The XP-79 had one flight that ended up in boxes of small pieces.

The modern Martin-Baker ejection system is a wonder, it is virtually a small spacecraft.

Not only can one eject at zero-zero (zero velocity, zero altitude,) but reagardless of attitude, even if the aircraft is invereted, the seat will turn you up right so the chute deploys properly.

The nylon descent beats riding the metal to the smoking hole.

Martin-Baker.  One of the few things the British got right.

I read that the primary difficulty with a flying wing was that with some oscillating up/down maneuvers, the aircraft would simply go nose down with little time for recovery.

As far as I know, 5 avionics computers mitigated this in the most recent effort.

[kerbie18]

2 minutes ago, tous said:

The XP-79 had one flight that ended up in boxes of small pieces.

The modern Martin-Baker ejection system is a wonder, it is virtually a small spacecraft.

Not only can one eject at zero-zero (zero velocity, zero altitude,) but reagardless of attitude, even if the aircraft is invereted, the seat will turn you up right so the chute deploys properly.

The nylon descent beats riding the metal to the smoking hole.

Martin-Baker.  One of the few things the British got right.

Well, damn.

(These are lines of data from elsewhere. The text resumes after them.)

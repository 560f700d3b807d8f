//! Ordered collection of compiled origin patterns.

use crate::pattern::OriginPattern;

/// An ordered, append-only set of origin-access rules.
///
/// Matching is a logical OR over the entries, so insertion order carries
/// no meaning beyond logging. An empty list allows nothing.
///
/// The list is meant to be fully populated during configuration setup and
/// read-only afterwards; `is_allowed` is pure and safe to call from the
/// surface's event thread arbitrarily often. Mutating concurrently with
/// matching is a misuse: in particular the `*` expansion below is two
/// separate appends and a concurrent reader could observe only one.
#[derive(Debug, Clone, Default)]
pub struct Allowlist {
    entries: Vec<OriginPattern>,
}

impl Allowlist {
    pub fn new() -> Self {
        Self::default()
    }

    /// Append an access rule. There is no remove.
    ///
    /// The literal origin `*` is expanded into separate rules for the two
    /// web schemes, so a catch-all entry never lets custom schemes become
    /// in-page navigable.
    pub fn add(&mut self, origin: &str, include_subdomains: bool) {
        if origin.trim() == "*" {
            tracing::debug!("expanding origin * into http://*/* and https://*/*");
            self.entries.push(OriginPattern::compile("http://*/*", include_subdomains));
            self.entries.push(OriginPattern::compile("https://*/*", include_subdomains));
            return;
        }
        tracing::debug!("allowing origin {origin} (subdomains: {include_subdomains})");
        self.entries.push(OriginPattern::compile(origin, include_subdomains));
    }

    /// True iff at least one entry matches the URL.
    pub fn is_allowed(&self, url: &str) -> bool {
        self.entries.iter().any(|pattern| pattern.matches(url))
    }

    pub fn len(&self) -> usize {
        self.entries.len()
    }

    pub fn is_empty(&self) -> bool {
        self.entries.is_empty()
    }
}
//! Platform version quirks.

/// Version-gated platform defects the resource chain works around.
#[derive(Debug, Clone, Copy, PartialEq, Eq)]
pub struct PlatformQuirks {
    api_level: u32,
}

impl PlatformQuirks {
    pub fn new(api_level: u32) -> Self {
        Self { api_level }
    }

    pub fn api_level(&self) -> u32 {
        self.api_level
    }

    /// On API levels 14-15 the surface fails to resolve bundled-asset
    /// URLs containing an encoded space; such loads must be answered
    /// from the asset store instead of the default fetch path.
    pub fn needs_encoded_space_fix(&self, url: &str) -> bool {
        url.contains("%20") && matches!(self.api_level, 14 | 15)
    }
}
//! Kapsel Policy
//!
//! The decision layer of the WebView shell. For every URL the embedded
//! rendering surface wants to navigate to or fetch, this crate decides
//! whether the load may proceed in-page, must be handed to the OS, must
//! be silently blocked, or is actually an encoded bridge call for the
//! native side.
//!
//! Two chains cover the two event kinds:
//! - [`NavigationPolicy`] for whole-page navigations
//! - [`ResourcePolicy`] for sub-resource fetches
//!
//! Both read the same [`ShellConfig`] (built once, then immutable) and
//! call out to collaborator traits supplied by the embedder: plugin hooks,
//! the bundled-asset store, the OS URL opener, and the private-storage
//! predicate. Every failure path fails closed: the chains always return
//! a decision, never an error, and nothing here panics on hostile input.
//!
//! All evaluation runs synchronously on the thread that owns the surface;
//! there is no internal concurrency and nothing blocks beyond local
//! computation and bundled-asset reads.

mod asset;
mod config;
mod hooks;
mod navigation;
mod quirks;
mod resource;
mod response;
mod util;

pub use asset::{AssetError, AssetStore, DirAssetStore};
pub use config::{AccessRule, DEFAULT_START_URL, ShellConfig, ShellConfigBuilder};
pub use hooks::{
    ExternalOpener, NoHandler, NoPlugins, PluginHooks, RequestInterceptor, SegmentGuard,
    StorageGuard,
};
pub use navigation::{NavigationDecision, NavigationPolicy};
pub use quirks::PlatformQuirks;
pub use resource::{ResourceDecision, ResourcePolicy};
pub use response::ResourceResponse;

// Re-export the sibling crates the policies are built on.
pub use kapsel_allowlist as allowlist;
pub use kapsel_bridge as bridge;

Glad I never took that ride.

[tous]

11 minutes ago, janice6 said:

I read that the primary difficulty with a flying wing was that with some oscillating up/down maneuvers, the aircraft would simply go nose down with little time for recovery.

As far as I know, 5 avionics computers mitigated this in the most recent effort.

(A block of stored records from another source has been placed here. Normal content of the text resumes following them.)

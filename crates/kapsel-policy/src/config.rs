//! Shell configuration.
//!
//! Access rules, the start page, and preferences used to live in mutable
//! global state, re-initialized on every setup call; here the whole
//! configuration is an owned value built once and shared read-only with
//! the policy chains. Loading rules from a manifest format is the
//! embedder's job: deserialize into [`AccessRule`] values and feed them
//! to the builder.

use std::collections::HashMap;

use kapsel_allowlist::Allowlist;
use serde::{Deserialize, Serialize};
use url::Url;

/// Start page when no content source is configured.
pub const DEFAULT_START_URL: &str = "file:///android_asset/www/index.html";

/// URL prefix identifying bundled-asset loads.
const DEFAULT_ASSET_URL_PREFIX: &str = "file:///android_asset/";

/// One configured origin-access rule.
#[derive(Debug, Clone, PartialEq, Eq, Serialize, Deserialize)]
pub struct AccessRule {
    pub origin: String,
    #[serde(default)]
    pub include_subdomains: bool,
    /// `false`: safe to load in-page; `true`: hand off to the OS.
    #[serde(default)]
    pub external: bool,
}

/// Immutable shell configuration consumed by the policy chains.
///
/// All mutation happens through [`ShellConfigBuilder`] before the first
/// navigation or resource event is evaluated.
#[derive(Debug, Clone)]
pub struct ShellConfig {
    internal: Allowlist,
    external: Allowlist,
    start_url: String,
    asset_url_prefix: String,
    preferences: HashMap<String, String>,
    exec_bridge_enabled: bool,
    api_level: u32,
}

impl ShellConfig {
    pub fn builder() -> ShellConfigBuilder {
        ShellConfigBuilder::new()
    }

    /// Rules for URLs the surface may load in-page.
    ///
    /// Always begins with the built-in local-scheme rules (local file,
    /// local content, inline data), installed ahead of anything
    /// configured.
    pub fn internal_allowlist(&self) -> &Allowlist {
        &self.internal
    }

    /// Rules for URLs handed to the OS instead of loaded in-page.
    pub fn external_allowlist(&self) -> &Allowlist {
        &self.external
    }

    pub fn start_url(&self) -> &str {
        &self.start_url
    }

    pub fn asset_url_prefix(&self) -> &str {
        &self.asset_url_prefix
    }

    pub fn preference(&self, name: &str) -> Option<&str> {
        self.preferences.get(name).map(String::as_str)
    }

    /// Whether navigation step 1 decodes exec-prefixed URLs at all.
    pub fn exec_bridge_enabled(&self) -> bool {
        self.exec_bridge_enabled
    }

    pub fn api_level(&self) -> u32 {
        self.api_level
    }
}

impl Default for ShellConfig {
    fn default() -> Self {
        Self::builder().build()
    }
}

/// Builder for [`ShellConfig`].
#[derive(Debug, Clone)]
pub struct ShellConfigBuilder {
    rules: Vec<AccessRule>,
    start_source: Option<String>,
    asset_url_prefix: String,
    preferences: HashMap<String, String>,
    exec_bridge_enabled: bool,
    api_level: u32,
}

impl ShellConfigBuilder {
    pub fn new() -> Self {
        Self {
            rules: Vec::new(),
            start_source: None,
            asset_url_prefix: DEFAULT_ASSET_URL_PREFIX.to_string(),
            preferences: HashMap::new(),
            exec_bridge_enabled: true,
            api_level: 0,
        }
    }

    pub fn access_rule(mut self, rule: AccessRule) -> Self {
        self.rules.push(rule);
        self
    }

    /// Allow in-page navigation to an origin.
    pub fn internal_origin(self, origin: &str, include_subdomains: bool) -> Self {
        self.access_rule(AccessRule {
            origin: origin.to_string(),
            include_subdomains,
            external: false,
        })
    }

    /// Route an origin to the OS instead of loading it in-page.
    pub fn external_origin(self, origin: &str, include_subdomains: bool) -> Self {
        self.access_rule(AccessRule {
            origin: origin.to_string(),
            include_subdomains,
            external: true,
        })
    }

    /// Set the start page. An absolute URL is kept as-is; anything else
    /// resolves against the bundled `www` root.
    pub fn start_page(mut self, src: &str) -> Self {
        self.start_source = Some(src.to_string());
        self
    }

    pub fn preference(mut self, name: &str, value: &str) -> Self {
        self.preferences.insert(name.to_string(), value.to_string());
        self
    }

    pub fn exec_bridge(mut self, enabled: bool) -> Self {
        self.exec_bridge_enabled = enabled;
        self
    }

    pub fn asset_url_prefix(mut self, prefix: &str) -> Self {
        self.asset_url_prefix = prefix.to_string();
        self
    }

    pub fn api_level(mut self, api_level: u32) -> Self {
        self.api_level = api_level;
        self
    }

    pub fn build(self) -> ShellConfig {
        let mut internal = Allowlist::new();
        // implicit local-scheme rules, ahead of anything configured
        internal.add("file:///*", false);
        internal.add("content:///*", false);
        internal.add("data:*", false);

        let mut external = Allowlist::new();
        for rule in &self.rules {
            if rule.external {
                external.add(&rule.origin, rule.include_subdomains);
            } else {
                internal.add(&rule.origin, rule.include_subdomains);
            }
        }

        let start_url = resolve_start_url(
            self.start_source.as_deref().unwrap_or("index.html"),
            &self.asset_url_prefix,
        );

        ShellConfig {
            internal,
            external,
            start_url,
            asset_url_prefix: self.asset_url_prefix,
            preferences: self.preferences,
            exec_bridge_enabled: self.exec_bridge_enabled,
            api_level: self.api_level,
        }
    }
}

impl Default for ShellConfigBuilder {
    fn default() -> Self {
        Self::new()
    }
}

fn resolve_start_url(src: &str, asset_url_prefix: &str) -> String {
    if Url::parse(src).is_ok() {
        return src.to_string();
    }
    let src = src.strip_prefix('/').unwrap_or(src);
    format!("{asset_url_prefix}www/{src}")
}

Here's the basic problem: how do I change the pitch of an aircraft and keep it under control?

Traditional cylinder stuck on an airfoil aircraft control pitch by raising or lowering the back of the cylinder, via elevators.   I have a nice, efficient, predictable moment.

Now, get rid of the cylinder.

Now, the wing has to control pitch, but where is my nice, predictable moment?

Does the wing know where it is?  Do my flight surfaces perform the same way at any angle of attack?  If my wing stalls, how does my wing recover?

And, anyone that says, Glue some canards on it, gets a beatin'  

That's simplistic, but the heart of the problem.

Edited August 11, 2019 by tous

[janice6]

2 minutes ago, tous said:

Here's the basic problem: how do I change the pitch of an aircraft and keep it under control?

Traditional cylinder stuck on an airfoil aircraft control pitch by raising or lowering the back of the cylinder, via elevators.   I have a nice, efficient, predictable moment.

Now, get rid of the cylinder.

Now, the wing has to control pitch, but where is my nice, predictable moment?

Does the wing know where it is?  Do my flight surfaces perform the same way at any angle of attack?  If my wing stalls, how does my wing recover?

And, anyone that says, Glue some canards on it, gets a beatin'  

That's simplistic, but the heart of the problem.

Thank you, a most excellent explanation.

[Eric]

 

[janice6]

1 minute ago, Eric said:

 

A good landing is when you walk away from it.

A great landing is when the aircraft can be used again.

[tous]

40 minutes ago, janice6 said:

Thank you, a most excellent explanation.

In my mind, it's always about which forces are present, which ones can I use and which ones are going to use me?

 

I keep telling young'uns, science and engineering is the most fun you can have with your clothes on.

Rabbi does it nekkid.

Edited August 11, 2019 by tous

[janice6]

1 hour ago, tous said:

In my mind, it's always about which forces are present, which ones can I use and which ones are going to use me?

 

I keep telling young'uns, science and engineering is the most fun you can have with your clothes on.

Rabbi does it nekkid.

I'll confirm that!

When my compatriots at work were watching the first moments of the Iraq war, the exclamation that went up was, "Sonofabitch!  It all worked!!!"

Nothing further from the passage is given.